* EXTRACTED RECORDS
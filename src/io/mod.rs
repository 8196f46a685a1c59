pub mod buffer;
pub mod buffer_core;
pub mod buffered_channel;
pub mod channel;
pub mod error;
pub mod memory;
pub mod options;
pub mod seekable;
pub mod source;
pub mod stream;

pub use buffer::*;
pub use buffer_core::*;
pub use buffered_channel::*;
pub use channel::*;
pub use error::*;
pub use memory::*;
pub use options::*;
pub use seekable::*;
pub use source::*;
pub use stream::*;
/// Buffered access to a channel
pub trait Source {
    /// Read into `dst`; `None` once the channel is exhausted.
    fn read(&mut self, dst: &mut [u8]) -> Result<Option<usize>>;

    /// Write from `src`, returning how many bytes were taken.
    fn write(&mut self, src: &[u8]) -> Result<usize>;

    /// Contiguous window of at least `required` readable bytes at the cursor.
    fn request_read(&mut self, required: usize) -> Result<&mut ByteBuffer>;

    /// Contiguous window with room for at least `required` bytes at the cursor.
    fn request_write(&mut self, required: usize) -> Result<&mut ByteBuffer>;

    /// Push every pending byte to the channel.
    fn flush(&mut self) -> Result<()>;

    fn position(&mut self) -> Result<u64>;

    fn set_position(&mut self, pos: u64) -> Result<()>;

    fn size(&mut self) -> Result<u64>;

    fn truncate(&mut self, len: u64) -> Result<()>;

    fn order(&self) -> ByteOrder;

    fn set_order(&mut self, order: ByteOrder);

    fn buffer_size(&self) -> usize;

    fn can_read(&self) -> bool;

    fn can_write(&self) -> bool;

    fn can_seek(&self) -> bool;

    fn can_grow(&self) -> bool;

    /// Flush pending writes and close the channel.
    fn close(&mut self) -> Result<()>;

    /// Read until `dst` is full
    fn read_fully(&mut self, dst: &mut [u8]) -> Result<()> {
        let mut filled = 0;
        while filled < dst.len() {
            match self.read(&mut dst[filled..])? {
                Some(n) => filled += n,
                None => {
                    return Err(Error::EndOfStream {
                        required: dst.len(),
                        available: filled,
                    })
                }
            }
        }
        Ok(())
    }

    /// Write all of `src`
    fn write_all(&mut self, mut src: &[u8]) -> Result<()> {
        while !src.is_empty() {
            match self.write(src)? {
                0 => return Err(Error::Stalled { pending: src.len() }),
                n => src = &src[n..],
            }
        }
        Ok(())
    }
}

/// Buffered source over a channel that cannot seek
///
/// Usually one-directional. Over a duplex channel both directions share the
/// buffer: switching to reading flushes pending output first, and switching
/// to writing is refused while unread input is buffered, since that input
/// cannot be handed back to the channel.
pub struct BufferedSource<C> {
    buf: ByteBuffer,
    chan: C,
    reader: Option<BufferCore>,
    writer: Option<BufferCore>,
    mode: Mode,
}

---

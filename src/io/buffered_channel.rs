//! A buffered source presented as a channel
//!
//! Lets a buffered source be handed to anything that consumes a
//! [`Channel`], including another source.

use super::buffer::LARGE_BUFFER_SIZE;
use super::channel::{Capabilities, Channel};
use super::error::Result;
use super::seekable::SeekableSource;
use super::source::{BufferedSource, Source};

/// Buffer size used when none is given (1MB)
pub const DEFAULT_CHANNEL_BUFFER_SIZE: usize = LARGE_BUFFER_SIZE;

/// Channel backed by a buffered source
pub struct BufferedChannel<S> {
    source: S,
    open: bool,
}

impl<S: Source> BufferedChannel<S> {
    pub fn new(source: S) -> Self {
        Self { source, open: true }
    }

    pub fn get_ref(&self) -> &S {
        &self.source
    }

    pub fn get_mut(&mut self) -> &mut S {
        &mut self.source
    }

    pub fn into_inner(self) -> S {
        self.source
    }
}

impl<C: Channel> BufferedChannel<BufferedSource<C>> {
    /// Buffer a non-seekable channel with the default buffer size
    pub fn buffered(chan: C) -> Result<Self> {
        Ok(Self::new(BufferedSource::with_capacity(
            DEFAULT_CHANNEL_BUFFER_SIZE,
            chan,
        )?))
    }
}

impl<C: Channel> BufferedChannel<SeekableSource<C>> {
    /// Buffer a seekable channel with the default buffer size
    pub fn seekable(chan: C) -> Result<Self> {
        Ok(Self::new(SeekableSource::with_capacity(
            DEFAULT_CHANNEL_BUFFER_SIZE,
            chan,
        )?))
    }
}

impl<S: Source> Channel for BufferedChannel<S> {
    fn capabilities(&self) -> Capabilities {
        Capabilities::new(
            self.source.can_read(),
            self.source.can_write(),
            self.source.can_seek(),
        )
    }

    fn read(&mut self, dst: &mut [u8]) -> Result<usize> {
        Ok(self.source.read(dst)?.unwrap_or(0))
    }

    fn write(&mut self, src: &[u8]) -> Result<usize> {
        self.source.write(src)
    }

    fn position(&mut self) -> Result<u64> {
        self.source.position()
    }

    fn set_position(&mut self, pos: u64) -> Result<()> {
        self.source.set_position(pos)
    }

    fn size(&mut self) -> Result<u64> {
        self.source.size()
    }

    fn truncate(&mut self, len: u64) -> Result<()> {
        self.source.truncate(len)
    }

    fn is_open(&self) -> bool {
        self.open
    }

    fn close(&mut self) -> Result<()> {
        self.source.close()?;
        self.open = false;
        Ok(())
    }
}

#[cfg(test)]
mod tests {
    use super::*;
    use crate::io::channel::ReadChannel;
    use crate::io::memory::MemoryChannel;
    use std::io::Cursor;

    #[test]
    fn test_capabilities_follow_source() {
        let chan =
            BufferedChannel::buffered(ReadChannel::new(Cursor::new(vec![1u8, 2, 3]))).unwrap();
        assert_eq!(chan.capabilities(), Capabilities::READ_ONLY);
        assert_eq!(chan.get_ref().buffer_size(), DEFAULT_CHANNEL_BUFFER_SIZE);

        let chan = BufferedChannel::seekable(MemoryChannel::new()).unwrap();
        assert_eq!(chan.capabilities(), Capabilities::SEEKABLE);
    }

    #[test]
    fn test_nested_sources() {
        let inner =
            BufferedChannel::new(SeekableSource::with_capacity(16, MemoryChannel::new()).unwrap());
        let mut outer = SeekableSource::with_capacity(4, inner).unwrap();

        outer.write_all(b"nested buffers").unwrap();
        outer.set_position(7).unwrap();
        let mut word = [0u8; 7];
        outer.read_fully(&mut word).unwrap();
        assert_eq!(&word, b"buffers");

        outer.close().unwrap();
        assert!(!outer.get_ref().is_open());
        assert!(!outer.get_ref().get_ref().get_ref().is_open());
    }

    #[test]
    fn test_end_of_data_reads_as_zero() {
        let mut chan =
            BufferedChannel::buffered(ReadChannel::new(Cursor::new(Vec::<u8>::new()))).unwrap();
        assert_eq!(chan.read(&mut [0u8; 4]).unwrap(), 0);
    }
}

* * *

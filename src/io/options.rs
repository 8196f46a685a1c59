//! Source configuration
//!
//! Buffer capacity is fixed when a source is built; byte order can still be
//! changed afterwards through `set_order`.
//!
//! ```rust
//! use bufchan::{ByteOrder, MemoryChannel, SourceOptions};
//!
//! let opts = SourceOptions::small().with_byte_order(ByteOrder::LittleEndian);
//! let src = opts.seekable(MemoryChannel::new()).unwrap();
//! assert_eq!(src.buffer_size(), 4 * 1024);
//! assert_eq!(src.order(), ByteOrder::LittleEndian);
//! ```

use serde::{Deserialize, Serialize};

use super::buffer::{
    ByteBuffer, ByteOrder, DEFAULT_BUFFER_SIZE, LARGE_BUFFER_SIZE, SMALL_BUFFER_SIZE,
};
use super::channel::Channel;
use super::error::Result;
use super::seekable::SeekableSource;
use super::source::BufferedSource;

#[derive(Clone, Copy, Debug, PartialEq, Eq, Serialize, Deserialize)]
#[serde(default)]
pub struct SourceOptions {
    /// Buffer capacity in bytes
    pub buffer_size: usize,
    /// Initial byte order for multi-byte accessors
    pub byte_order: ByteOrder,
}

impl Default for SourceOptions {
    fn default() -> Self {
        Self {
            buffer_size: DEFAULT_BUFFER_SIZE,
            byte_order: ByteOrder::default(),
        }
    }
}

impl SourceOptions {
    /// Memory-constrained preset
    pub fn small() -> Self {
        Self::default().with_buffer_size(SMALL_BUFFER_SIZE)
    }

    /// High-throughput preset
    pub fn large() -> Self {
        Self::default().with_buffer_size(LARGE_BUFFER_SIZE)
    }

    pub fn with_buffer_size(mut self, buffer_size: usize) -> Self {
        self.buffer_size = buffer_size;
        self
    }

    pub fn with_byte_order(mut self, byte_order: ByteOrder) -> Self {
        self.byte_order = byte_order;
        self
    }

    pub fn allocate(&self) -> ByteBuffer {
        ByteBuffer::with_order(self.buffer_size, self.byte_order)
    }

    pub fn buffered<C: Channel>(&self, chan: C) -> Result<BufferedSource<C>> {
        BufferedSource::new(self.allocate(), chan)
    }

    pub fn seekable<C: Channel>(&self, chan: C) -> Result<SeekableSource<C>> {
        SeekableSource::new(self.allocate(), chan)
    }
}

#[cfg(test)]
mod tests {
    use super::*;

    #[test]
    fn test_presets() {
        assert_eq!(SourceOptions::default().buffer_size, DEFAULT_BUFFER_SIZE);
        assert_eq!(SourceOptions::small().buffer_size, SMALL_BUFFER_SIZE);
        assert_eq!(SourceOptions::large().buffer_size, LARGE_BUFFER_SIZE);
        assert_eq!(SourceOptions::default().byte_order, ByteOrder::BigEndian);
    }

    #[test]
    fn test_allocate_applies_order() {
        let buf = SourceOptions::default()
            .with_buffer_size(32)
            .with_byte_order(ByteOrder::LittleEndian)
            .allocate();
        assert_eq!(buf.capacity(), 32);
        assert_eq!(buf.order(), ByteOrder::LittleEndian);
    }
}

* REQUIREMENT
Everything above from the line containing "filename src/io/mod.rs" down to the line containing "pub use stream::*;" should be copied exactly, both end lines included, and nothing else.

* RESULT BELOW
filename src/io/mod.rs
repository 8196f46a685a1c59
pub mod buffer;
pub mod buffer_core;
pub mod buffered_channel;
pub mod channel;
pub mod error;
pub mod memory;
pub mod options;
pub mod seekable;
pub mod source;
pub mod stream;

pub use buffer::*;
pub use buffer_core::*;
pub use buffered_channel::*;
pub use channel::*;
pub use error::*;
pub use memory::*;
pub use options::*;
pub use seekable::*;
pub use source::*;
pub use stream::*;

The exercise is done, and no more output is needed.